- _Task prompt_: Which lines in the data below contain the word "details"? Return each of them.

- _Information supplied_:
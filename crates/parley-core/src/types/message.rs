//! Conversation message published to the state store.

use jiff::Timestamp;
use serde::{Deserialize, Serialize};
use strum::{AsRefStr, Display};

/// Author of a conversation message.
#[derive(Debug, Clone, Copy, PartialEq, Eq, Hash)]
#[derive(Serialize, Deserialize, AsRefStr, Display)]
#[serde(rename_all = "lowercase")]
#[strum(serialize_all = "lowercase")]
pub enum MessageSender {
    /// Message written by the end user.
    User,
    /// Message produced by the language model.
    Assistant,
}

/// Publication status of a conversation message.
///
/// The only transition is `Streaming` to `Completed`.
#[derive(Debug, Clone, Copy, PartialEq, Eq, Hash)]
#[derive(Serialize, Deserialize, AsRefStr, Display)]
#[serde(rename_all = "lowercase")]
#[strum(serialize_all = "lowercase")]
pub enum MessageStatus {
    /// The response is still growing.
    Streaming,
    /// The response reached its terminal state.
    Completed,
}

impl MessageStatus {
    /// Returns true if no further writes follow this status.
    #[inline]
    pub const fn is_terminal(self) -> bool {
        matches!(self, Self::Completed)
    }
}

/// State of one conversation message as observed by watchers.
#[derive(Debug, Clone, PartialEq, Eq, Serialize, Deserialize)]
pub struct ConversationMessage {
    /// Cumulative text produced so far.
    pub message: String,
    /// Author of the message.
    pub from: MessageSender,
    /// Publication status.
    pub status: MessageStatus,
    /// Time of this particular write.
    pub timestamp: Timestamp,
}

impl ConversationMessage {
    /// Creates an assistant message in the `streaming` state, stamped now.
    pub fn streaming(message: impl Into<String>) -> Self {
        Self::assistant(message, MessageStatus::Streaming)
    }

    /// Creates an assistant message in the `completed` state, stamped now.
    pub fn completed(message: impl Into<String>) -> Self {
        Self::assistant(message, MessageStatus::Completed)
    }

    fn assistant(message: impl Into<String>, status: MessageStatus) -> Self {
        Self {
            message: message.into(),
            from: MessageSender::Assistant,
            status,
            timestamp: Timestamp::now(),
        }
    }

    /// Returns true if this is the terminal state of the message.
    #[inline]
    pub fn is_completed(&self) -> bool {
        self.status.is_terminal()
    }
}
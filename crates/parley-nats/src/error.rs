//! Error types and utilities for NATS operations.

use std::time::Duration;

/// Result type for all NATS operations in this crate.
///
/// This is a convenience type alias that defaults to using [`Error`] as the error type.
pub type Result<T, E = Error> = std::result::Result<T, E>;

/// Unified error type for NATS operations
#[derive(Debug, thiserror::Error)]
pub enum Error {
    /// NATS client/connection errors
    #[error("NATS connection error: {0}")]
    Connection(#[from] async_nats::Error),

    /// Serialization errors when sending or receiving messages
    #[error("Serialization error: {0}")]
    Serialization(#[from] serde_json::Error),

    /// Operation timeout
    #[error("Operation timed out after {timeout:?}")]
    Timeout { timeout: Duration },

    /// Message delivery failed
    #[error("Message delivery failed to subject '{subject}': {reason}")]
    DeliveryFailed { subject: String, reason: String },

    /// Stream operation failed
    #[error("Stream operation failed on '{stream}': {error}")]
    StreamError { stream: String, error: String },

    /// Consumer operation failed
    #[error("Consumer '{consumer}' error: {reason}")]
    ConsumerError { consumer: String, reason: String },

    /// KV key could not be parsed
    #[error("Invalid key '{key}': {reason}")]
    InvalidKey { key: String, reason: String },

    /// Invalid configuration
    #[error("Invalid configuration: {reason}")]
    InvalidConfig { reason: String },

    /// Generic operation error with context
    #[error("NATS operation failed: {operation} - {details}")]
    Operation { operation: String, details: String },
}

impl Error {
    /// Create a delivery failed error
    pub fn delivery_failed(subject: impl Into<String>, reason: impl Into<String>) -> Self {
        Self::DeliveryFailed {
            subject: subject.into(),
            reason: reason.into(),
        }
    }

    /// Create a stream error
    pub fn stream_error(stream: impl Into<String>, error: impl Into<String>) -> Self {
        Self::StreamError {
            stream: stream.into(),
            error: error.into(),
        }
    }

    /// Create a consumer error
    pub fn consumer_error(consumer: impl Into<String>, reason: impl Into<String>) -> Self {
        Self::ConsumerError {
            consumer: consumer.into(),
            reason: reason.into(),
        }
    }

    /// Create an invalid key error
    pub fn invalid_key(key: impl Into<String>, reason: impl Into<String>) -> Self {
        Self::InvalidKey {
            key: key.into(),
            reason: reason.into(),
        }
    }

    /// Create an operation error with context
    pub fn operation(op: impl Into<String>, details: impl Into<String>) -> Self {
        Self::Operation {
            operation: op.into(),
            details: details.into(),
        }
    }

    /// Create an invalid configuration error
    pub fn invalid_config(reason: impl Into<String>) -> Self {
        Self::InvalidConfig {
            reason: reason.into(),
        }
    }

    /// Create a timeout error with the given duration
    pub fn timeout(duration: Duration) -> Self {
        Self::Timeout { timeout: duration }
    }
}

impl From<Error> for parley_core::Error {
    fn from(err: Error) -> Self {
        let core = match &err {
            Error::Serialization(_) => parley_core::Error::serialization(),
            Error::InvalidKey { .. } => parley_core::Error::invalid_input(),
            Error::InvalidConfig { .. } => parley_core::Error::configuration(),
            _ => parley_core::Error::store(),
        };

        core.with_message(err.to_string()).with_source(err)
    }
}

#[cfg(test)]
mod tests {
    use parley_core::ErrorKind;

    use super::*;

    #[test]
    fn test_error_display() {
        let error = Error::operation("kv_put", "bucket closed");
        assert_eq!(
            error.to_string(),
            "NATS operation failed: kv_put - bucket closed"
        );
    }

    #[test]
    fn test_conversion_to_core_error() {
        let core: parley_core::Error = Error::operation("kv_put", "closed").into();
        assert_eq!(core.kind(), ErrorKind::Store);

        let core: parley_core::Error = Error::invalid_key("x", "bad").into();
        assert_eq!(core.kind(), ErrorKind::InvalidInput);
    }
}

- _Response_:
    #[error("NATS operation failed: {operation} - {details}")]
    Operation { operation: String, details: String },
    pub fn operation(op: impl Into<String>, details: impl Into<String>) -> Self {
            details: details.into(),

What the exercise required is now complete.